Brief:
If a line in the data has the string "Duration", please show it.

=== Section Start ===

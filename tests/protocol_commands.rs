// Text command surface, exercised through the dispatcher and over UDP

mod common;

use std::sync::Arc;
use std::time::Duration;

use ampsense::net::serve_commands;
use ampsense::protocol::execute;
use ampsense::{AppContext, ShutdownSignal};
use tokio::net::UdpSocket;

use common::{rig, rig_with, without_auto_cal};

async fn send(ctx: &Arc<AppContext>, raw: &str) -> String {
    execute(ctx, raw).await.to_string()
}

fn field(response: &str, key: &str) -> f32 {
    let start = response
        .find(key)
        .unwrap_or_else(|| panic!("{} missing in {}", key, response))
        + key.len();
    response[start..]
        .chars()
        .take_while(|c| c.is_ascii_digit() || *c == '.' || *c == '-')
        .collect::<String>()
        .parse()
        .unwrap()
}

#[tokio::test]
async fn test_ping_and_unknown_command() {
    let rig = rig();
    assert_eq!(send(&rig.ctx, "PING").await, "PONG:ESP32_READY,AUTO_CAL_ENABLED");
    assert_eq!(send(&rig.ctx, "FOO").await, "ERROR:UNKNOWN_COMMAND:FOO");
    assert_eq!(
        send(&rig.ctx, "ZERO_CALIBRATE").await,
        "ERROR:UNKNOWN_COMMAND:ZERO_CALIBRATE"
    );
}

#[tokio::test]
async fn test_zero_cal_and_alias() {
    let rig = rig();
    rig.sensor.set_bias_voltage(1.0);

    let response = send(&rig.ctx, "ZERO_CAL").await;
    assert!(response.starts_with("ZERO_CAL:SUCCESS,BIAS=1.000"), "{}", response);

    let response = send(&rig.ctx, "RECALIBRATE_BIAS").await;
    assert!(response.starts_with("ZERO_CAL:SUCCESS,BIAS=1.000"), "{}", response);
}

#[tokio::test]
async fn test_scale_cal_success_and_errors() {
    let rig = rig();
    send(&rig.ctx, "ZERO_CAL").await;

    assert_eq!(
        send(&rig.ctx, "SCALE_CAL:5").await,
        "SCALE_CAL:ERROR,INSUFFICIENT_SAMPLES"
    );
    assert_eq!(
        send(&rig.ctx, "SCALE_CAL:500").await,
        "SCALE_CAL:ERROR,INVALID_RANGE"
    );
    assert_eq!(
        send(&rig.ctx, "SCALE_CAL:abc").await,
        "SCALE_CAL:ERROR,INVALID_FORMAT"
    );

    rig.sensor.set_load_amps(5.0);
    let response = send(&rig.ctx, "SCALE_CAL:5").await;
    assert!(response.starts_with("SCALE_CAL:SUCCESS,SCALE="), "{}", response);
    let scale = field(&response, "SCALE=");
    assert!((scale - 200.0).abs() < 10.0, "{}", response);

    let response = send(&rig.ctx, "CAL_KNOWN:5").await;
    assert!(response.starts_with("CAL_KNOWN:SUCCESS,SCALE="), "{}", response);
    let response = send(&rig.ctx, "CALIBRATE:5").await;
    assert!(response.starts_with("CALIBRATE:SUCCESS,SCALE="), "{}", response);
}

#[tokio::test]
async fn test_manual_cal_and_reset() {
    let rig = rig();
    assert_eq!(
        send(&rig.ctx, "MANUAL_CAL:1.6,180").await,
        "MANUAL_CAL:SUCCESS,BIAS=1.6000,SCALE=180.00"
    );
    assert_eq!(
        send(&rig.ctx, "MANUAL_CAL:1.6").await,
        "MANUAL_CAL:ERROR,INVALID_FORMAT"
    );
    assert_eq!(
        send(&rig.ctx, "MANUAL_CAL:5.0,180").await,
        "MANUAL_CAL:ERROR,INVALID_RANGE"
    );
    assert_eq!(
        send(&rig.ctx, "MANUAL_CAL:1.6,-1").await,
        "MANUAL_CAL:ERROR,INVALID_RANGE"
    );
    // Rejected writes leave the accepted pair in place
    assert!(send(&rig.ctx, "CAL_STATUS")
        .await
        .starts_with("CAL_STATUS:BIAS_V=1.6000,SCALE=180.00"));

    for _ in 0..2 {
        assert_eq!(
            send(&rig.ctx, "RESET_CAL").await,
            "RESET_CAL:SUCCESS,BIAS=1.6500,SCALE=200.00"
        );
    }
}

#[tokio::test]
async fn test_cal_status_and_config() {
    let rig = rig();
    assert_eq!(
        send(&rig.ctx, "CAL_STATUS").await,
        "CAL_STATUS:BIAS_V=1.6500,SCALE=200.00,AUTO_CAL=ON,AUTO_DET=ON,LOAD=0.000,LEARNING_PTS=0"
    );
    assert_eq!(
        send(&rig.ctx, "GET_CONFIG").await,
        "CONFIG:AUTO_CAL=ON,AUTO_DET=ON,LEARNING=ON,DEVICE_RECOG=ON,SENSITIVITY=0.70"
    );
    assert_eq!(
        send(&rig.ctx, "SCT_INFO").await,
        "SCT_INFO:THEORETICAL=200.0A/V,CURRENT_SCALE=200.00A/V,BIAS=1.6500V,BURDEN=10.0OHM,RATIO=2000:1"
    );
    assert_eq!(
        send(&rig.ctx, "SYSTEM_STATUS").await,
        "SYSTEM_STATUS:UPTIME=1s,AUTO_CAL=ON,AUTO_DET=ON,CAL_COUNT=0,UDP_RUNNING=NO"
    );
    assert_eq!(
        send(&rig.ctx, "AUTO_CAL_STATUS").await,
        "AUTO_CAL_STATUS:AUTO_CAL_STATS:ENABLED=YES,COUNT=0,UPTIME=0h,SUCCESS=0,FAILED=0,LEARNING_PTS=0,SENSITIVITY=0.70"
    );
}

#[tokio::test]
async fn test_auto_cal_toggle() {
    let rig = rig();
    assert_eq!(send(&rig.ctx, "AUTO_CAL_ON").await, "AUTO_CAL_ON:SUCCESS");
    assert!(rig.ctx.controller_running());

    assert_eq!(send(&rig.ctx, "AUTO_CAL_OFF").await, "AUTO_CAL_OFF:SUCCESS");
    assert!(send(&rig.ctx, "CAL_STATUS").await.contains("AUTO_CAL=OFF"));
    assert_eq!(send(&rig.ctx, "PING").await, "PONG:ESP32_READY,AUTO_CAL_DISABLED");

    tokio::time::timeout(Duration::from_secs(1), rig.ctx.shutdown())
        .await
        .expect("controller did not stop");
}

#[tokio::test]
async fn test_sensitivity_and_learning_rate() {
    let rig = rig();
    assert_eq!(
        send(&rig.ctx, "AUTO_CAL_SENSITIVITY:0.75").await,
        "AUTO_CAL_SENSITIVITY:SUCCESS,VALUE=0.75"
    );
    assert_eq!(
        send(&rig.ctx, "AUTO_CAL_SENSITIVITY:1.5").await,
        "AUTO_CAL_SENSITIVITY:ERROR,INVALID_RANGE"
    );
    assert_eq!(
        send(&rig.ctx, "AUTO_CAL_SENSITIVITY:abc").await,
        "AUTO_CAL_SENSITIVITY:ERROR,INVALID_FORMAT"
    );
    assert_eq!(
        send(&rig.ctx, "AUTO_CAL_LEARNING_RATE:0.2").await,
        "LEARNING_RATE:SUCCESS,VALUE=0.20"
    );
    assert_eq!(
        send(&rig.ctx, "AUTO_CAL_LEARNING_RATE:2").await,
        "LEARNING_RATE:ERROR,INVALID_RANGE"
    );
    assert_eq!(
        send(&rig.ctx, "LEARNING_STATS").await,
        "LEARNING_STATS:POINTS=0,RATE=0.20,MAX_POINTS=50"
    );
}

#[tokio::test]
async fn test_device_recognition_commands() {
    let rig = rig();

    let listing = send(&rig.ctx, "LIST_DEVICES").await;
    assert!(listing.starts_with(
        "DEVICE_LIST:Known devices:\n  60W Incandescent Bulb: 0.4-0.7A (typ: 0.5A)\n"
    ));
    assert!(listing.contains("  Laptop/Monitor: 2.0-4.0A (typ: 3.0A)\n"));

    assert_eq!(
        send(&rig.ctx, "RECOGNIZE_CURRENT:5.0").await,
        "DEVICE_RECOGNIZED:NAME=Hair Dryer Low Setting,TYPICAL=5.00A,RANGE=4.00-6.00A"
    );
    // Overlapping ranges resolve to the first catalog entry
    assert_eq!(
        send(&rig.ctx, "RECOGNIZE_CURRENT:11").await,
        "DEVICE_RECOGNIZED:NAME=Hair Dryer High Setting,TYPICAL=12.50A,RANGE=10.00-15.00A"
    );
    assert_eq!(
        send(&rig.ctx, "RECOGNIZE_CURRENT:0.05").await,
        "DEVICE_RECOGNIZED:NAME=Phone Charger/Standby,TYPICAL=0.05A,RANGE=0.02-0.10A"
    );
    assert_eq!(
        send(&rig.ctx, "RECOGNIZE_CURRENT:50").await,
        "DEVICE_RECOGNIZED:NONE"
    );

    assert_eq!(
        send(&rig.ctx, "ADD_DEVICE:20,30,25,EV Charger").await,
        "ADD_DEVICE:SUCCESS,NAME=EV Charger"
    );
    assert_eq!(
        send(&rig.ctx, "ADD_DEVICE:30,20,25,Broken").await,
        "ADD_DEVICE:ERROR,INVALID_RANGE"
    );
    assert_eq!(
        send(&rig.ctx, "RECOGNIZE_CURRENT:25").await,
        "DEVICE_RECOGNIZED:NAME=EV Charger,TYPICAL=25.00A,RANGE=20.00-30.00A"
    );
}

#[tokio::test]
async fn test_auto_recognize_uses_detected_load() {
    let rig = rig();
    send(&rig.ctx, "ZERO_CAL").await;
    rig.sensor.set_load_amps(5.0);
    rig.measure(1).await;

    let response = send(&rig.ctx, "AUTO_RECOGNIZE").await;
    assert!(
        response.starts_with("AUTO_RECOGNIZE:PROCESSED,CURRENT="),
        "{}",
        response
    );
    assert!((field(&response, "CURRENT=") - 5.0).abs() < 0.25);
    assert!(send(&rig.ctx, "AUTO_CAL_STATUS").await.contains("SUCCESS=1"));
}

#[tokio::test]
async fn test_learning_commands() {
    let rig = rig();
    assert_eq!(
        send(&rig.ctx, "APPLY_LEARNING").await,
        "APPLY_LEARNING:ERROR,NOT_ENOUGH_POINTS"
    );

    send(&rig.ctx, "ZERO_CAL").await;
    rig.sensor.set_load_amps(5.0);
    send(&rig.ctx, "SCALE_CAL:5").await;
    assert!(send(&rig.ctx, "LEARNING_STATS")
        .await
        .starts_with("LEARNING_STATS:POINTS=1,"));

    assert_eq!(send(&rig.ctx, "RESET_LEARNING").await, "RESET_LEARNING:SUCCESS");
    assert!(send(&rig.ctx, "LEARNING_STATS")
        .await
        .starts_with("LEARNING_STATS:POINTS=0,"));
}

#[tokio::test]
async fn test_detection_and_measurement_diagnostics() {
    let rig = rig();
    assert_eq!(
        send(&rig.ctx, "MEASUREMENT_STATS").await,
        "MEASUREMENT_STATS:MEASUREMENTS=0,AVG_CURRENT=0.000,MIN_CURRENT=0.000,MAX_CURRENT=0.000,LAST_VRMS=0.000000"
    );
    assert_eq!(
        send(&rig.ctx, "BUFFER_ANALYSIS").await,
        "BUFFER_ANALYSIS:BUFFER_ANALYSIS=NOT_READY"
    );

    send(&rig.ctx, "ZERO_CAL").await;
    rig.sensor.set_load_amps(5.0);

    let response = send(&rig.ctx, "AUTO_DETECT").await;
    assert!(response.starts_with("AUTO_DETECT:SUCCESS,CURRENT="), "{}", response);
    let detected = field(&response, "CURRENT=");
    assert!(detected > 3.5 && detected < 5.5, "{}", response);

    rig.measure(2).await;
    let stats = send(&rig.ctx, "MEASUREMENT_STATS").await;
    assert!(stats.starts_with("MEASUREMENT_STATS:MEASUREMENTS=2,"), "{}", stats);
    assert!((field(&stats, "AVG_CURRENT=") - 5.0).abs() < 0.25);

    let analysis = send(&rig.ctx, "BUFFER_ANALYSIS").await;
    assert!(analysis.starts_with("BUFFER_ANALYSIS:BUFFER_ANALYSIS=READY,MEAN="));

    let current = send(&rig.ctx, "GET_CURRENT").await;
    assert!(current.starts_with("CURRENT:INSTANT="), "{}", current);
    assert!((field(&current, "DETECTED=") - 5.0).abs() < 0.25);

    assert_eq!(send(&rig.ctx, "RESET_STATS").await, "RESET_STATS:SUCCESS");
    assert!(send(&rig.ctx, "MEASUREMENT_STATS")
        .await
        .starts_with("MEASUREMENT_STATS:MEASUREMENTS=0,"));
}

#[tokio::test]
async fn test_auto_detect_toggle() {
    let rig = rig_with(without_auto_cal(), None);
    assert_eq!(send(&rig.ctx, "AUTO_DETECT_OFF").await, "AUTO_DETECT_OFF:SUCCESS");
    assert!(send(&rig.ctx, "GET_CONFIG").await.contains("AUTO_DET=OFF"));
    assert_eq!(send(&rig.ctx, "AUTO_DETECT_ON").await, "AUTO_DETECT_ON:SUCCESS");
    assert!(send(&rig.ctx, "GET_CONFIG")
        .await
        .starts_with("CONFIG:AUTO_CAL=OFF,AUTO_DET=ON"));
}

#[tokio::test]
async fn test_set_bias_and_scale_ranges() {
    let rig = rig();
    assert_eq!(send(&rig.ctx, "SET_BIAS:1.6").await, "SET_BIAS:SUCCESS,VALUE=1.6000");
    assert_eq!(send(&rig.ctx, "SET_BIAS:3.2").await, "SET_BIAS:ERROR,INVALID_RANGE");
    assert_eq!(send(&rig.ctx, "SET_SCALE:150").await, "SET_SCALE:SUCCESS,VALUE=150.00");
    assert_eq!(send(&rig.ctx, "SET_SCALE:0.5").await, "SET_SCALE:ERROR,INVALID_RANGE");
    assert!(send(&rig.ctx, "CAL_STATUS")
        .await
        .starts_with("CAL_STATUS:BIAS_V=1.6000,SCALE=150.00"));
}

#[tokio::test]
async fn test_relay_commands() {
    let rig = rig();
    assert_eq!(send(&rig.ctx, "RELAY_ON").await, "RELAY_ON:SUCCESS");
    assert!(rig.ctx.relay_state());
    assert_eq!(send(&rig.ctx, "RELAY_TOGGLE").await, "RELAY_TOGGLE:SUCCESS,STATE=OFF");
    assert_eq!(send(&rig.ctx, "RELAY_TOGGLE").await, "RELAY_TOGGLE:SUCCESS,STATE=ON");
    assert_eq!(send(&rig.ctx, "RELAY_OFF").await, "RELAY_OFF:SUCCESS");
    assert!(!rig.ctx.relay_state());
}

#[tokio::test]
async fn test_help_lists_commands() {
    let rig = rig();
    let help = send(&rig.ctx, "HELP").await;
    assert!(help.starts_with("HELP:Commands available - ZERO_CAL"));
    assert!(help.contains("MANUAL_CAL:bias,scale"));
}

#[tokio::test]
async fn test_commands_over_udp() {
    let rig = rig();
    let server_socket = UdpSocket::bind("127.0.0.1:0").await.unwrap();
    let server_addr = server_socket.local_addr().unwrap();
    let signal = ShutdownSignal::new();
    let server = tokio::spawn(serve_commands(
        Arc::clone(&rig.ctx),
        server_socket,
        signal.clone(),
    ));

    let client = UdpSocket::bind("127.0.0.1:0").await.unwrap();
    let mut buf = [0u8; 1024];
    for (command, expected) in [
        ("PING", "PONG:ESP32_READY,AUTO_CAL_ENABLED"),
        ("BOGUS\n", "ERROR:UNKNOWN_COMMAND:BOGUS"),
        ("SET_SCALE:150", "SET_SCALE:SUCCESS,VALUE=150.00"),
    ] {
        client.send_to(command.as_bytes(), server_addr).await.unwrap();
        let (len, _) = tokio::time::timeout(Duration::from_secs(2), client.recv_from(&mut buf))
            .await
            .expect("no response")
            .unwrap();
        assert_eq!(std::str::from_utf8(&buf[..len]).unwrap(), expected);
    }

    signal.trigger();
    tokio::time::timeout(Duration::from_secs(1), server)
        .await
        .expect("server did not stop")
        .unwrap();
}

=== Section End ===

Response to the task:
use std::time::Duration;
    tokio::time::timeout(Duration::from_secs(1), rig.ctx.shutdown())
        let (len, _) = tokio::time::timeout(Duration::from_secs(2), client.recv_from(&mut buf))
    tokio::time::timeout(Duration::from_secs(1), server)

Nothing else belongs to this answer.